Faire évoluer ou créer une nouvelle UTN nécessite de modifier ou de réviser le SCoT , procédure qui demande au moins trois années selon les informations recueillies par votre rapporteur pour avis.

Les procédures d'évolution d'un SCoT

Quatre cas de figure doivent être distingués concernant l'évolution d'un SCoT :

a) la révision du document (articles L. 143-29 à L. 143-31 du code de l'urbanisme).

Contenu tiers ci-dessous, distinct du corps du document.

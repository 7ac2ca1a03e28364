use std::{env, io};

use tracing_appender::non_blocking::WorkerGuard;
use tracing_subscriber::{EnvFilter, fmt, layer::SubscriberExt, util::SubscriberInitExt};

use crate::{ClockError, Result, config::AppPaths, config::LogLevel};

const LOG_FORMAT_VAR: &str = "MECHCLOCK_LOG_FORMAT";

/// Initialize tracing for short-lived CLI commands
///
/// Uses the RUST_LOG environment variable if set, otherwise `level`.
/// Logs go to stderr so they never mix with command output. Supports
/// pretty and JSON output based on MECHCLOCK_LOG_FORMAT.
///
/// # Errors
/// Returns error if tracing subscriber initialization fails
pub fn init(level: LogLevel) -> Result<()> {
    let registry = tracing_subscriber::registry().with(env_filter(level));

    let result = match LogFormat::from_env() {
        LogFormat::Json => registry
            .with(
                fmt::layer()
                    .json()
                    .with_target(true)
                    .with_level(true)
                    .with_writer(io::stderr),
            )
            .try_init(),
        LogFormat::Pretty => registry
            .with(
                fmt::layer()
                    .pretty()
                    .with_target(true)
                    .with_level(true)
                    .with_writer(io::stderr),
            )
            .try_init(),
    };

    result.map_err(|e| ClockError::Logging(e.to_string()))
}

/// Initialize tracing with file output
///
/// Similar to init() but also writes logs to a daily rolling file in the
/// mechclock logs directory. The returned guard flushes the file writer
/// when dropped and must be held for as long as logging is needed.
///
/// # Errors
/// Returns error if file creation or tracing subscriber initialization fails
pub fn init_with_file(level: LogLevel) -> Result<WorkerGuard> {
    const DAYS_TO_KEEP: usize = 7;

    let log_dir = AppPaths::log_dir()?;

    let file_appender = tracing_appender::rolling::Builder::new()
        .rotation(tracing_appender::rolling::Rotation::DAILY)
        .max_log_files(DAYS_TO_KEEP)
        .filename_prefix("mechclock")
        .filename_suffix("log")
        .build(&log_dir)
        .map_err(|e| ClockError::Logging(e.to_string()))?;
    let (non_blocking, guard) = tracing_appender::non_blocking(file_appender);

    let registry = tracing_subscriber::registry().with(env_filter(level));

    let result = match LogFormat::from_env() {
        LogFormat::Json => registry
            .with(
                fmt::layer()
                    .json()
                    .with_target(true)
                    .with_level(true)
                    .with_writer(io::stderr),
            )
            .with(
                fmt::layer()
                    .json()
                    .with_target(true)
                    .with_level(true)
                    .with_writer(non_blocking)
                    .with_ansi(false),
            )
            .try_init(),
        LogFormat::Pretty => registry
            .with(
                fmt::layer()
                    .pretty()
                    .with_target(true)
                    .with_level(true)
                    .with_thread_names(true)
                    .with_writer(io::stderr),
            )
            .with(
                fmt::layer()
                    .compact()
                    .with_target(true)
                    .with_level(true)
                    .with_writer(non_blocking)
                    .with_ansi(false),
            )
            .try_init(),
    };

    result.map_err(|e| ClockError::Logging(e.to_string()))?;
    Ok(guard)
}

fn env_filter(level: LogLevel) -> EnvFilter {
    EnvFilter::try_from_default_env().unwrap_or_else(|_| EnvFilter::new(level.to_string()))
}

/// Console and file formatter selected by MECHCLOCK_LOG_FORMAT.
#[derive(Debug, Clone, Copy, PartialEq, Eq)]
enum LogFormat {
    Pretty,
    Json,
}

impl LogFormat {
    fn from_env() -> Self {
        Self::from_value(env::var(LOG_FORMAT_VAR).ok().as_deref())
    }

    fn from_value(value: Option<&str>) -> Self {
        match value {
            Some(value) if value.eq_ignore_ascii_case("json") => LogFormat::Json,
            _ => LogFormat::Pretty,
        }
    }
}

Procédure la plus lourde, elle nécessite des démarches administratives identiques à celles réalisées lors de l'élaboration du SCoT ;

b) la modification de droit commun (articles L. 143-34 à L. 143-36), qui vise à corriger le document d'orientation et d'objectifs (DOO) du SCoT 181 ( * ) . Moins lourde que la révision, elle demande toutefois l'organisation d'une enquête publique dans la plupart des cas ;

c) la modification simplifiée (articles L. 143-37 à L. 143-39), qui permet d'éviter l'organisation d'une enquête publique mais qui est réservée à la correction d'éléments moins importants du DOO ;

d) la mise en compatibilité avec une opération d'utilité publique ou d'intérêt général (articles L. 143-44 à L. 143-50 du code de l'urbanisme), une nouvelle procédure intégrée qui permet de faire évoluer plus rapidement le SCoT. À la différence de la révision, elle agrège en une seule procédure toutes les démarches nécessaires (enquête publique, études d'impact environnementales, etc. ).

Dans la plupart des cas, l'évolution ou la création d'une UTN nécessite une révision du SCoT ou une mise en compatibilité . Les hypothèses de « simple » modification du schéma sont peu fréquentes selon les informations recueillies par votre rapporteur pour avis.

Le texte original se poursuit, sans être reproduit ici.